More on Narcissism


Hadn’t read my Monitor on Psychology (Feb 2011 edition) til this morning and saw that the cover story is on the possible rise of narcissism in young folk these days. Now, this magazine is popular and doesn’t go too deep into reporting on research…and I haven’t followed up on the studies to read them for myself, but…

  • one study has 80% of middle school students scoring higher on self-esteem in ’06 than ’88
  • Another shows an increase in the lifetime prevalence of NPD
  • However, no nationally representative samples comparisons have been done to really shed light on whether a rise is truly taking place
  • One meta study of 85 studies (between ’82 and ’06) suggests an increase of narcissism among college students

The article goes on to muse about whether materialism and social networking lead the way toward narcissism but also wonders whether the decrease in availability to easy credit will lower the self-promoting trend a bit.

In an ironic twist, it appears that the DSM 5 may not include NPD as a diagnosis. Rather. It will include a more general diagnosis (see below taken from the DSM5.0rg site). Strangely, one of the “types” is NOT narcissism.

The essential features of a personality disorder are impairments in identity and sense of self and in the capacity for effective interpersonal functioning. To diagnose a personality disorder, the impairments must meet all of the following criteria:

A.    A rating of mild impairment or greater in self and interpersonal functioning on the Levels of Personality Functioning.

B.    Associated with a “good match” or “very good match” to a personality disorder type or with a rating of “quite a bit like the trait” or “extremely like the trait” on one or more personality trait domains.

C.    Relatively stable across time and consistent across situations.

D.    Not better understood as a norm within an individual’s dominant culture.

E.    Not solely due to the direct physiological effects of a substance (e.g., a drug of abuse, medication) or a general medical condition (e.g., severe head trauma).

3 Comments

Filed under counseling, counseling science, personality, Psychology

3 responses to “More on Narcissism

  1. Scott Knapp

    Homosexuality was removed from the DSM when it could not longer be (popularly) demonstrated that the condition necessarily lead to a perceived impairment in personal or interpersonal functioning. Indeed, the proponents of the move made the case (and continue to assert) that if any distresses were associated with homosexuality, they were in large part due to the social pressures and punishments imposed by in intolerant society, which would be ameliorated, in part, by the removal of the social stigma of “mental illness” associated with homosexuality.

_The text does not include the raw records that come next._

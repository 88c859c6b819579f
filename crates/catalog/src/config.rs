//! Metadata lookup configuration.

use std::time::Duration;

use bookfinder_availability::config::{DEFAULT_MEDIUM_TIMEOUT, DEFAULT_USER_AGENT};
use serde::Deserialize;
use tracing::warn;

/// Public volumes search endpoint.
pub const DEFAULT_ENDPOINT: &str = "https://www.googleapis.com/books/v1/volumes";

/// How long a lookup result, including "nothing found", is reused.
pub const DEFAULT_CACHE_TTL: Duration = Duration::from_secs(60 * 60 * 24);

const ENV_ENDPOINT: &str = "BOOKFINDER_CATALOG_ENDPOINT";
const ENV_TIMEOUT: &str = "BOOKFINDER_CATALOG_TIMEOUT_SECS";
const ENV_CACHE_TTL: &str = "BOOKFINDER_CATALOG_CACHE_TTL_SECS";
const ENV_USER_AGENT: &str = "BOOKFINDER_USER_AGENT";

#[derive(Debug, Clone, PartialEq, Eq, Deserialize)]
#[serde(default)]
pub struct CatalogConfig {
    pub endpoint: String,
    #[serde(with = "duration_secs")]
    pub timeout: Duration,
    #[serde(with = "duration_secs")]
    pub cache_ttl: Duration,
    pub user_agent: String,
}

impl Default for CatalogConfig {
    fn default() -> Self {
        Self {
            endpoint: DEFAULT_ENDPOINT.to_string(),
            timeout: DEFAULT_MEDIUM_TIMEOUT,
            cache_ttl: DEFAULT_CACHE_TTL,
            user_agent: DEFAULT_USER_AGENT.to_string(),
        }
    }
}

impl CatalogConfig {
    /// Defaults overridden by `BOOKFINDER_CATALOG_*` environment variables.
    pub fn from_env() -> Self {
        Self::from_lookup(|key| std::env::var(key).ok())
    }

    fn from_lookup(lookup: impl Fn(&str) -> Option<String>) -> Self {
        let mut config = Self::default();

        if let Some(endpoint) = lookup(ENV_ENDPOINT).filter(|v| !v.trim().is_empty()) {
            config.endpoint = endpoint.trim().to_string();
        }
        if let Some(secs) = parse_secs(&lookup, ENV_TIMEOUT) {
            config.timeout = Duration::from_secs(secs);
        }
        if let Some(secs) = parse_secs(&lookup, ENV_CACHE_TTL) {
            config.cache_ttl = Duration::from_secs(secs);
        }
        if let Some(user_agent) = lookup(ENV_USER_AGENT).filter(|v| !v.trim().is_empty()) {
            config.user_agent = user_agent;
        }

        config
    }

    pub fn with_endpoint(mut self, endpoint: impl Into<String>) -> Self {
        self.endpoint = endpoint.into();
        self
    }

    pub fn with_cache_ttl(mut self, ttl: Duration) -> Self {
        self.cache_ttl = ttl;
        self
    }
}

fn parse_secs(lookup: &impl Fn(&str) -> Option<String>, key: &str) -> Option<u64> {
    let raw = lookup(key)?;
    match raw.trim().parse::<u64>() {
        Ok(secs) => Some(secs),
        Err(_) => {
            warn!("Ignoring {}={:?}: not a whole number of seconds", key, raw);
            None
        }
    }
}

mod duration_secs {
    use std::time::Duration;

    use serde::{Deserialize, Deserializer};

    pub fn deserialize<'de, D>(deserializer: D) -> Result<Duration, D::Error>
    where
        D: Deserializer<'de>,
    {
        let secs = f64::deserialize(deserializer)?;
        if !secs.is_finite() || secs < 0.0 {
            return Err(serde::de::Error::custom("duration must be a non-negative number of seconds"));
        }
        Ok(Duration::from_secs_f64(secs))
    }
}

    I light of that logic, if self-centeredness and self-promotion become ingrained into societal norms, and resultant attitudes and behaviors become normal as well, why doesn’t it follow that narcissism, or any so-called “mental illness” that steps on the toes of unbridled pursuit of what makes me “happy”, should be removed from the DSM and emasculated of any power to check my progress toward self-fulfillment? As a precuror to His return, Jesus said, “Many false prophets will arise and will mislead many. Because lawlessness is increased, most people’s love will grow cold” (Matthew 24:11-12, NASU). Psychology is seemingly leading the way toward ushering in the return of Christ…you go, Psychology!

  2. Scott, I might agree with your 2nd paragraph–that if self-promotion is so ingrained then is it a disorder?

    However, I do think that we ought to be consistent in our theory/research in mental illness and as such, agree with the “popular” notion that homosexuality is not a mental illness. If you study a population of people and they do not have evidence of personal and interpersonal impairment, then we shouldn’t label them as mentally ill.

    Now, while a person meeting current criteria for NPD might not believe they have interpersonal impairment, it shouldn’t be too hard to prove they do, in fact, have impairment. Just ask the collaterally damaged friends and family.

  3. Scott Knapp

    I think we’re in agreement here…I certainly didn’t mean to suggest that we go back to calling homosexuality a mental disorder (thought I’m certain we agree it’s a spiritual and moral disorder). In my reading of the writings of Spitzer at the time he was lobbying on this issue, he still believed that homosexuality was not normal sexual behavior, and those who were troubled by their homosexual desires still deserved the option to be treated, and thus he supported keeping a diagnosis in the DSM to address this. Of course, popular sentiment eventually eradicated this from the DSM as well.

    I am suggesting that the definition of the terms we use (maybe including “impairment”) will eventually be modified to make allowances for the things we want to hang on to, when present definitions make it difficult to do so.